*** Opening Information given ***

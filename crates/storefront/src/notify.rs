//! User-facing notifications ("toasts").
//!
//! Stores never notify; the helpers in [`crate::actions`] pair a store call
//! with the notification a shopper expects to see.

use std::sync::{Mutex, PoisonError};
use std::time::Duration;

use axum::http::HeaderValue;
use serde::Serialize;

/// How long a toast stays on screen unless overridden.
pub const DEFAULT_DURATION: Duration = Duration::from_millis(2000);

/// Response header carrying the latest notification for htmx clients.
pub const HX_TRIGGER: &str = "HX-Trigger";

/// A short message shown to the shopper.
#[derive(Debug, Clone, PartialEq, Eq, Serialize)]
pub struct Notification {
    pub title: String,
    pub description: String,
    /// Display time in milliseconds.
    #[serde(rename = "duration", serialize_with = "as_millis")]
    pub duration: Duration,
}

#[allow(clippy::trivially_copy_pass_by_ref)]
fn as_millis<S: serde::Serializer>(duration: &Duration, serializer: S) -> Result<S::Ok, S::Error> {
    serializer.serialize_u64(u64::try_from(duration.as_millis()).unwrap_or(u64::MAX))
}

impl Notification {
    /// A notification with the default duration.
    #[must_use]
    pub fn new(title: impl Into<String>, description: impl Into<String>) -> Self {
        Self {
            title: title.into(),
            description: description.into(),
            duration: DEFAULT_DURATION,
        }
    }

    #[must_use]
    pub const fn with_duration(mut self, duration: Duration) -> Self {
        self.duration = duration;
        self
    }
}

/// Fire-and-forget sink for notifications.
pub trait Notifier {
    fn notify(&self, notification: Notification);
}

impl<N: Notifier + ?Sized> Notifier for &N {
    fn notify(&self, notification: Notification) {
        (**self).notify(notification);
    }
}

/// Writes notifications to the log. Used by the CLI.
#[derive(Debug, Clone, Copy, Default)]
pub struct TracingNotifier;

impl Notifier for TracingNotifier {
    fn notify(&self, notification: Notification) {
        tracing::info!(
            title = %notification.title,
            description = %notification.description,
            "Notification"
        );
    }
}

/// Collects notifications raised while handling one request.
#[derive(Debug, Default)]
pub struct ToastQueue {
    pending: Mutex<Vec<Notification>>,
}

impl ToastQueue {
    #[must_use]
    pub fn new() -> Self {
        Self::default()
    }

    /// Everything queued so far, oldest first.
    #[must_use]
    pub fn take(&self) -> Vec<Notification> {
        std::mem::take(&mut *self.pending.lock().unwrap_or_else(PoisonError::into_inner))
    }

    /// The most recent notification as an `HX-Trigger` value:
    /// `{"toast": {"title": ..., "description": ..., "duration": ...}}`.
    ///
    /// Empties the queue.
    #[must_use]
    pub fn hx_trigger(&self) -> Option<HeaderValue> {
        let latest = self.take().pop()?;
        let payload = serde_json::json!({ "toast": latest });
        match HeaderValue::from_str(&payload.to_string()) {
            Ok(value) => Some(value),
            Err(e) => {
                tracing::warn!(error = %e, "Notification is not a valid header value");
                None
            }
        }
    }
}

impl Notifier for ToastQueue {
    fn notify(&self, notification: Notification) {
        self.pending
            .lock()
            .unwrap_or_else(PoisonError::into_inner)
            .push(notification);
    }
}

#[cfg(test)]
#[allow(clippy::unwrap_used)]
mod tests {
    use super::*;

    #[test]
    fn test_default_duration() {
        let notification = Notification::new("Added to cart", "Lamp has been added to your cart");
        assert_eq!(notification.duration, Duration::from_millis(2000));

        let json = serde_json::to_value(&notification).unwrap();
        assert_eq!(json["duration"], 2000);
        assert_eq!(json["title"], "Added to cart");
    }

    #[test]
    fn test_queue_keeps_order() {
        let queue = ToastQueue::new();
        queue.notify(Notification::new("a", ""));
        queue.notify(Notification::new("b", ""));

        let titles: Vec<String> = queue.take().into_iter().map(|n| n.title).collect();
        assert_eq!(titles, ["a", "b"]);
        assert!(queue.take().is_empty());
    }

    #[test]
    fn test_hx_trigger_uses_latest_notification() {
        let queue = ToastQueue::new();
        assert!(queue.hx_trigger().is_none());

        queue.notify(Notification::new("first", ""));
        queue.notify(
            Notification::new("Cart cleared", "All items have been removed from your cart")
                .with_duration(Duration::from_secs(3)),
        );

        let header = queue.hx_trigger().unwrap();
        let json: serde_json::Value = serde_json::from_str(header.to_str().unwrap()).unwrap();
        assert_eq!(json["toast"]["title"], "Cart cleared");
        assert_eq!(json["toast"]["duration"], 3000);
        assert!(queue.take().is_empty());
    }
}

*** Closing Information given ***

Return the entries above, every line intact.

▶ [Answer space]
filename crates/storefront/src/notify.rs
//! User-facing notifications ("toasts").
//!
//! Stores never notify; the helpers in [`crate::actions`] pair a store call
//! with the notification a shopper expects to see.

use std::sync::{Mutex, PoisonError};
use std::time::Duration;

use axum::http::HeaderValue;
use serde::Serialize;

/// How long a toast stays on screen unless overridden.
pub const DEFAULT_DURATION: Duration = Duration::from_millis(2000);

/// Response header carrying the latest notification for htmx clients.
pub const HX_TRIGGER: &str = "HX-Trigger";

/// A short message shown to the shopper.
#[derive(Debug, Clone, PartialEq, Eq, Serialize)]
pub struct Notification {
    pub title: String,
    pub description: String,
    /// Display time in milliseconds.
    #[serde(rename = "duration", serialize_with = "as_millis")]
    pub duration: Duration,
}

#[allow(clippy::trivially_copy_pass_by_ref)]
fn as_millis<S: serde::Serializer>(duration: &Duration, serializer: S) -> Result<S::Ok, S::Error> {
    serializer.serialize_u64(u64::try_from(duration.as_millis()).unwrap_or(u64::MAX))
}

impl Notification {
    /// A notification with the default duration.
    #[must_use]
    pub fn new(title: impl Into<String>, description: impl Into<String>) -> Self {
        Self {
            title: title.into(),
            description: description.into(),
            duration: DEFAULT_DURATION,
        }
    }

    #[must_use]
    pub const fn with_duration(mut self, duration: Duration) -> Self {
        self.duration = duration;
        self
    }
}

/// Fire-and-forget sink for notifications.
pub trait Notifier {
    fn notify(&self, notification: Notification);
}

impl<N: Notifier + ?Sized> Notifier for &N {
    fn notify(&self, notification: Notification) {
        (**self).notify(notification);
    }
}

/// Writes notifications to the log. Used by the CLI.
#[derive(Debug, Clone, Copy, Default)]
pub struct TracingNotifier;

impl Notifier for TracingNotifier {
    fn notify(&self, notification: Notification) {
        tracing::info!(
            title = %notification.title,
            description = %notification.description,
            "Notification"
        );
    }
}

/// Collects notifications raised while handling one request.
#[derive(Debug, Default)]
pub struct ToastQueue {
    pending: Mutex<Vec<Notification>>,
}

impl ToastQueue {
    #[must_use]
    pub fn new() -> Self {
        Self::default()
    }

    /// Everything queued so far, oldest first.
    #[must_use]
    pub fn take(&self) -> Vec<Notification> {
        std::mem::take(&mut *self.pending.lock().unwrap_or_else(PoisonError::into_inner))
    }

    /// The most recent notification as an `HX-Trigger` value:
    /// `{"toast": {"title": ..., "description": ..., "duration": ...}}`.
    ///
    /// Empties the queue.
    #[must_use]
    pub fn hx_trigger(&self) -> Option<HeaderValue> {
        let latest = self.take().pop()?;
        let payload = serde_json::json!({ "toast": latest });
        match HeaderValue::from_str(&payload.to_string()) {
            Ok(value) => Some(value),
            Err(e) => {
                tracing::warn!(error = %e, "Notification is not a valid header value");
                None
            }
        }
    }
}

impl Notifier for ToastQueue {
    fn notify(&self, notification: Notification) {
        self.pending
            .lock()
            .unwrap_or_else(PoisonError::into_inner)
            .push(notification);
    }
}

#[cfg(test)]
#[allow(clippy::unwrap_used)]
mod tests {
    use super::*;

    #[test]
    fn test_default_duration() {
        let notification = Notification::new("Added to cart", "Lamp has been added to your cart");
        assert_eq!(notification.duration, Duration::from_millis(2000));

        let json = serde_json::to_value(&notification).unwrap();
        assert_eq!(json["duration"], 2000);
        assert_eq!(json["title"], "Added to cart");
    }

    #[test]
    fn test_queue_keeps_order() {
        let queue = ToastQueue::new();
        queue.notify(Notification::new("a", ""));
        queue.notify(Notification::new("b", ""));

        let titles: Vec<String> = queue.take().into_iter().map(|n| n.title).collect();
        assert_eq!(titles, ["a", "b"]);
        assert!(queue.take().is_empty());
    }

    #[test]
    fn test_hx_trigger_uses_latest_notification() {
        let queue = ToastQueue::new();
        assert!(queue.hx_trigger().is_none());

        queue.notify(Notification::new("first", ""));
        queue.notify(
            Notification::new("Cart cleared", "All items have been removed from your cart")
                .with_duration(Duration::from_secs(3)),
        );

        let header = queue.hx_trigger().unwrap();
        let json: serde_json::Value = serde_json::from_str(header.to_str().unwrap()).unwrap();
        assert_eq!(json["toast"]["title"], "Cart cleared");
        assert_eq!(json["toast"]["duration"], 3000);
        assert!(queue.take().is_empty());
    }
}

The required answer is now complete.